- TASK PROMPT -
All lines of the records below that contain the word "decodedContent" must be listed.

*** DATA

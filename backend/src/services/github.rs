//! Upstream GitHub REST API client
//!
//! All upstream calls are plain GETs returning JSON. The [`UpstreamApi`]
//! trait exposes one required method, `get_json`; the typed endpoint
//! helpers are provided methods that build the request path, so an
//! in-memory implementation only needs to answer by path.

use async_trait::async_trait;
use base64::Engine;
use base64::engine::general_purpose::STANDARD;
use reqwest::header::{ACCEPT, AUTHORIZATION, HeaderMap, HeaderValue, USER_AGENT};
use reqwest::{Client, StatusCode};
use serde_json::Value;
use thiserror::Error;
use tracing::debug;
use url::Url;

use crate::config::Config;
use crate::models::UpstreamRepo;

/// Page size the commit list is requested with
pub const COMMITS_PER_PAGE: u32 = 30;

const ACCEPT_V3: &str = "application/vnd.github.v3+json";
const CLIENT_USER_AGENT: &str = "repofolio";

/// Only the path and query of URLs built on this root are kept
const ENDPOINT_ROOT: &str = "https://api.github.com/";

/// Errors from the upstream API
#[derive(Debug, Error)]
pub enum GitHubError {
    /// Network or transport failure
    #[error("HTTP error: {0}")]
    Http(String),

    /// Non-success status from the API
    #[error("GitHub API error: {status} {message}")]
    Status { status: u16, message: String },

    /// Response body did not have the expected shape
    #[error("Unexpected response: {0}")]
    Decode(String),

    /// A path segment that would escape its repository or cannot be encoded
    #[error("Invalid path: {0}")]
    InvalidPath(String),

    #[error("Client configuration error: {0}")]
    Configuration(String),
}

#[async_trait]
pub trait UpstreamApi: Send + Sync {
    /// GET `endpoint` (path plus optional query, starting with `/`)
    async fn get_json(&self, endpoint: &str) -> Result<Value, GitHubError>;

    async fn repo_info(&self, owner: &str, repo: &str) -> Result<Value, GitHubError> {
        self.get_json(&endpoint(&[owner, repo], &[], &[])?).await
    }

    async fn contents(
        &self,
        owner: &str,
        repo: &str,
        path: &str,
        git_ref: &str,
    ) -> Result<Value, GitHubError> {
        self.get_json(&contents_endpoint(owner, repo, path, git_ref)?)
            .await
    }

    /// File payload with `decodedContent` added when the API returned content
    async fn file(
        &self,
        owner: &str,
        repo: &str,
        path: &str,
        git_ref: &str,
    ) -> Result<Value, GitHubError> {
        let payload = self.contents(owner, repo, path, git_ref).await?;
        with_decoded_content(payload)
    }

    async fn commits(
        &self,
        owner: &str,
        repo: &str,
        page: u32,
        per_page: u32,
    ) -> Result<Value, GitHubError> {
        let (page, per_page) = (page.to_string(), per_page.to_string());
        let query = [("page", page.as_str()), ("per_page", per_page.as_str())];
        self.get_json(&endpoint(&[owner, repo, "commits"], &[], &query)?)
            .await
    }

    async fn commit(&self, owner: &str, repo: &str, sha: &str) -> Result<Value, GitHubError> {
        self.get_json(&endpoint(&[owner, repo, "commits", sha], &[], &[])?)
            .await
    }

    async fn branches(&self, owner: &str, repo: &str) -> Result<Value, GitHubError> {
        self.get_json(&endpoint(&[owner, repo, "branches"], &[], &[])?)
            .await
    }

    async fn languages(&self, owner: &str, repo: &str) -> Result<Value, GitHubError> {
        self.get_json(&endpoint(&[owner, repo, "languages"], &[], &[])?)
            .await
    }

    /// Metadata needed to add a repository to the curated list
    async fn repo_metadata(&self, owner: &str, repo: &str) -> Result<UpstreamRepo, GitHubError> {
        let info = self.repo_info(owner, repo).await?;
        serde_json::from_value(info).map_err(|e| GitHubError::Decode(e.to_string()))
    }
}

fn contents_endpoint(
    owner: &str,
    repo: &str,
    path: &str,
    git_ref: &str,
) -> Result<String, GitHubError> {
    let mut tail: Vec<&str> = path.split('/').filter(|s| !s.is_empty()).collect();
    if tail.is_empty() {
        // directory listing of the root keeps its trailing slash
        tail.push("");
    }
    let ref_pair = [("ref", git_ref)];
    let query: &[(&str, &str)] = if git_ref.is_empty() { &[] } else { &ref_pair };
    endpoint(&[owner, repo, "contents"], &tail, query)
}

/// Build `/repos/<fixed>/<tail>?<query>` with every segment percent-encoded.
/// `fixed` segments must be non-empty; no segment may be `.` or `..`.
fn endpoint(fixed: &[&str], tail: &[&str], query: &[(&str, &str)]) -> Result<String, GitHubError> {
    for segment in fixed {
        if segment.is_empty() {
            return Err(GitHubError::InvalidPath("empty path segment".into()));
        }
    }
    if let Some(bad) = fixed
        .iter()
        .chain(tail)
        .find(|s| matches!(**s, "." | ".."))
    {
        return Err(GitHubError::InvalidPath(format!("relative segment '{bad}'")));
    }

    let mut url =
        Url::parse(ENDPOINT_ROOT).map_err(|e| GitHubError::Configuration(e.to_string()))?;
    url.path_segments_mut()
        .map_err(|()| GitHubError::InvalidPath("base URL cannot hold a path".into()))?
        .clear()
        .push("repos")
        .extend(fixed)
        .extend(tail);
    if !query.is_empty() {
        url.query_pairs_mut().extend_pairs(query);
    }

    Ok(match url.query() {
        Some(q) => format!("{}?{q}", url.path()),
        None => url.path().to_string(),
    })
}

/// Decode a base64 `content` field (GitHub wraps it at 60 columns)
pub fn decode_content(encoded: &str) -> Result<String, GitHubError> {
    let compact: String = encoded.chars().filter(|c| !c.is_whitespace()).collect();
    let bytes = STANDARD
        .decode(compact.as_bytes())
        .map_err(|e| GitHubError::Decode(format!("invalid base64 content: {e}")))?;
    Ok(String::from_utf8_lossy(&bytes).into_owned())
}

fn with_decoded_content(mut payload: Value) -> Result<Value, GitHubError> {
    let decoded = match payload.get("content").and_then(Value::as_str) {
        Some(content) if !content.is_empty() => decode_content(content)?,
        _ => return Ok(payload),
    };
    if let Some(obj) = payload.as_object_mut() {
        obj.insert("decodedContent".to_string(), Value::String(decoded));
    }
    Ok(payload)
}

/// Owner and repository name parsed from user input
#[derive(Debug, Clone, PartialEq, Eq)]
pub struct RepoRef {
    pub owner: String,
    pub repo: String,
}

/// Accepts `https://github.com/owner/repo[/...]` or bare `owner/repo`.
/// A trailing `.git` is dropped.
pub fn parse_github_url(input: &str) -> Option<RepoRef> {
    let input = input.trim();

    let (owner, rest) = if let Some(idx) = input.find("github.com/") {
        let tail = &input[idx + "github.com/".len()..];
        let (owner, rest) = tail.split_once('/')?;
        let repo = rest
            .split(|c: char| c == '/' || c == '#' || c == '?' || c.is_whitespace())
            .next()
            .unwrap_or("");
        (owner, repo)
    } else {
        let (owner, repo) = input.split_once('/')?;
        if repo.contains('/') || repo.chars().any(char::is_whitespace) {
            return None;
        }
        (owner, repo)
    };

    let repo = rest.strip_suffix(".git").unwrap_or(rest);
    if owner.is_empty() || repo.is_empty() {
        return None;
    }
    Some(RepoRef {
        owner: owner.to_string(),
        repo: repo.to_string(),
    })
}

/// reqwest-backed client for the real API
#[derive(Debug, Clone)]
pub struct GitHubClient {
    base_url: String,
    client: Client,
}

impl GitHubClient {
    pub fn new(base_url: &str, token: Option<&str>) -> Result<Self, GitHubError> {
        let mut headers = HeaderMap::new();
        headers.insert(ACCEPT, HeaderValue::from_static(ACCEPT_V3));
        headers.insert(USER_AGENT, HeaderValue::from_static(CLIENT_USER_AGENT));
        if let Some(token) = token {
            let mut value = HeaderValue::from_str(&format!("Bearer {token}"))
                .map_err(|e| GitHubError::Configuration(e.to_string()))?;
            value.set_sensitive(true);
            headers.insert(AUTHORIZATION, value);
        }

        let client = Client::builder()
            .default_headers(headers)
            .build()
            .map_err(|e| GitHubError::Configuration(e.to_string()))?;

        Ok(Self {
            base_url: base_url.trim_end_matches('/').to_string(),
            client,
        })
    }

    pub fn from_config(config: &Config) -> Result<Self, GitHubError> {
        Self::new(&config.github_api_url, config.github_token.as_deref())
    }
}

#[async_trait]
impl UpstreamApi for GitHubClient {
    async fn get_json(&self, endpoint: &str) -> Result<Value, GitHubError> {
        let url = format!("{}{}", self.base_url, endpoint);
        debug!("GET {url}");

        let response = self
            .client
            .get(&url)
            .send()
            .await
            .map_err(|e| GitHubError::Http(e.to_string()))?;

        let status = response.status();
        if !status.is_success() {
            return Err(GitHubError::Status {
                status: status.as_u16(),
                message: status
                    .canonical_reason()
                    .unwrap_or(StatusCode::INTERNAL_SERVER_ERROR.as_str())
                    .to_string(),
            });
        }

        response
            .json()
            .await
            .map_err(|e| GitHubError::Decode(e.to_string()))
    }
}

#[cfg(test)]
mod tests {
    use super::*;
    use crate::testing::MockUpstream;
    use serde_json::json;

    #[test]
    fn test_parse_github_url() {
        let expect = |owner: &str, repo: &str| {
            Some(RepoRef {
                owner: owner.into(),
                repo: repo.into(),
            })
        };
        assert_eq!(parse_github_url("octocat/Hello-World"), expect("octocat", "Hello-World"));
        assert_eq!(
            parse_github_url("https://github.com/octocat/Hello-World"),
            expect("octocat", "Hello-World")
        );
        assert_eq!(
            parse_github_url("https://github.com/rust-lang/rust.git"),
            expect("rust-lang", "rust")
        );
        assert_eq!(
            parse_github_url("github.com/a/b/tree/main/src?x=1"),
            expect("a", "b")
        );
        assert_eq!(parse_github_url("https://github.com/a/b#readme"), expect("a", "b"));
        assert_eq!(parse_github_url("  a/b  "), expect("a", "b"));

        assert_eq!(parse_github_url("not a url"), None);
        assert_eq!(parse_github_url("a/b/c"), None);
        assert_eq!(parse_github_url("/b"), None);
        assert_eq!(parse_github_url("https://github.com/onlyowner"), None);
    }

    #[test]
    fn test_decode_content_with_line_breaks() {
        // "hello\nworld\n" wrapped as GitHub does
        assert_eq!(decode_content("aGVsbG8K\nd29ybGQK\n").unwrap(), "hello\nworld\n");
        assert!(matches!(decode_content("@@@"), Err(GitHubError::Decode(_))));
    }

    #[test]
    fn test_contents_endpoint() {
        assert_eq!(contents_endpoint("o", "r", "", "").unwrap(), "/repos/o/r/contents/");
        assert_eq!(
            contents_endpoint("o", "r", "/src/main.rs", "dev").unwrap(),
            "/repos/o/r/contents/src/main.rs?ref=dev"
        );
        assert_eq!(
            contents_endpoint("o", "r", "", "master").unwrap(),
            "/repos/o/r/contents/?ref=master"
        );
    }

    #[test]
    fn test_endpoint_segments_are_encoded() {
        assert_eq!(
            contents_endpoint("o", "r", "dir/a#b.md", "").unwrap(),
            "/repos/o/r/contents/dir/a%23b.md"
        );
        assert_eq!(
            contents_endpoint("o", "r", "x?.py", "").unwrap(),
            "/repos/o/r/contents/x%3F.py"
        );
        assert_eq!(
            contents_endpoint("o", "r", "notes/my file.txt", "").unwrap(),
            "/repos/o/r/contents/notes/my%20file.txt"
        );

        // a crafted ref stays a single query value
        let endpoint = contents_endpoint("o", "r", "a.md", "main&per_page=1#x").unwrap();
        assert_eq!(endpoint, "/repos/o/r/contents/a.md?ref=main%26per_page%3D1%23x");
        let url = Url::parse(&format!("https://api.github.com{endpoint}")).unwrap();
        let pairs: Vec<_> = url.query_pairs().into_owned().collect();
        assert_eq!(pairs, vec![("ref".to_string(), "main&per_page=1#x".to_string())]);
    }

    #[test]
    fn test_endpoint_stays_inside_repository() {
        for path in ["../../../user/emails", "src/../../x", "./a", "a/.."] {
            assert!(
                matches!(contents_endpoint("o", "r", path, ""), Err(GitHubError::InvalidPath(_))),
                "{path}"
            );
        }

        // the encoded form still resolves under /repos/o/r/
        let endpoint = contents_endpoint("o", "r", "..%2F..%2Fuser", "").unwrap();
        let url = Url::parse(&format!("https://api.github.com{endpoint}")).unwrap();
        assert!(url.path().starts_with("/repos/o/r/contents/"), "{url}");
    }

    #[tokio::test]
    async fn test_relative_segments_never_reach_upstream() {
        let upstream = MockUpstream::new();
        let err = upstream.commit("o", "r", "..").await.unwrap_err();
        assert!(matches!(err, GitHubError::InvalidPath(_)));
        let err = upstream.repo_info("..", "emails").await.unwrap_err();
        assert!(matches!(err, GitHubError::InvalidPath(_)));
        let err = upstream
            .file("o", "r", "../../../user/emails", "")
            .await
            .unwrap_err();
        assert!(matches!(err, GitHubError::InvalidPath(_)));
        assert_eq!(upstream.call_count(), 0);

        upstream.respond("/repos/o/r/commits?page=2&per_page=30", json!([]));
        assert_eq!(upstream.commits("o", "r", 2, 30).await.unwrap(), json!([]));
    }

    #[tokio::test]
    async fn test_file_adds_decoded_content() {
        let upstream = MockUpstream::new();
        upstream.respond(
            "/repos/o/r/contents/README.md",
            json!({"name": "README.md", "encoding": "base64", "content": "IyBIaQo="}),
        );
        upstream.respond(
            "/repos/o/r/contents/big.bin?ref=main",
            json!({"name": "big.bin", "content": ""}),
        );

        let file = upstream.file("o", "r", "README.md", "").await.unwrap();
        assert_eq!(file["decodedContent"], "# Hi\n");
        assert_eq!(file["name"], "README.md");

        let file = upstream.file("o", "r", "big.bin", "main").await.unwrap();
        assert!(file.get("decodedContent").is_none());
    }

    #[tokio::test]
    async fn test_repo_metadata() {
        let upstream = MockUpstream::new();
        upstream.respond(
            "/repos/octocat/Hello-World",
            json!({
                "full_name": "octocat/Hello-World",
                "description": "My first repository",
                "language": null,
                "stargazers_count": 42,
                "forks_count": 7,
                "html_url": "https://github.com/octocat/Hello-World"
            }),
        );

        let meta = upstream.repo_metadata("octocat", "Hello-World").await.unwrap();
        assert_eq!(meta.description.as_deref(), Some("My first repository"));
        assert_eq!(meta.language, None);
        assert_eq!(meta.stargazers_count, Some(42));

        let err = upstream.repo_metadata("octocat", "missing").await.unwrap_err();
        assert!(matches!(err, GitHubError::Status { status: 404, .. }));
    }

    #[test]
    fn test_client_builds_with_token() {
        assert!(GitHubClient::new("https://api.github.com/", Some("ghp_x")).is_ok());
        assert!(GitHubClient::new("https://api.github.com", Some("bad\ntoken")).is_err());
    }
}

******

- EXERCISE RESULT -
    /// File payload with `decodedContent` added when the API returned content
        obj.insert("decodedContent".to_string(), Value::String(decoded));
        assert_eq!(file["decodedContent"], "# Hi\n");
        assert!(file.get("decodedContent").is_none());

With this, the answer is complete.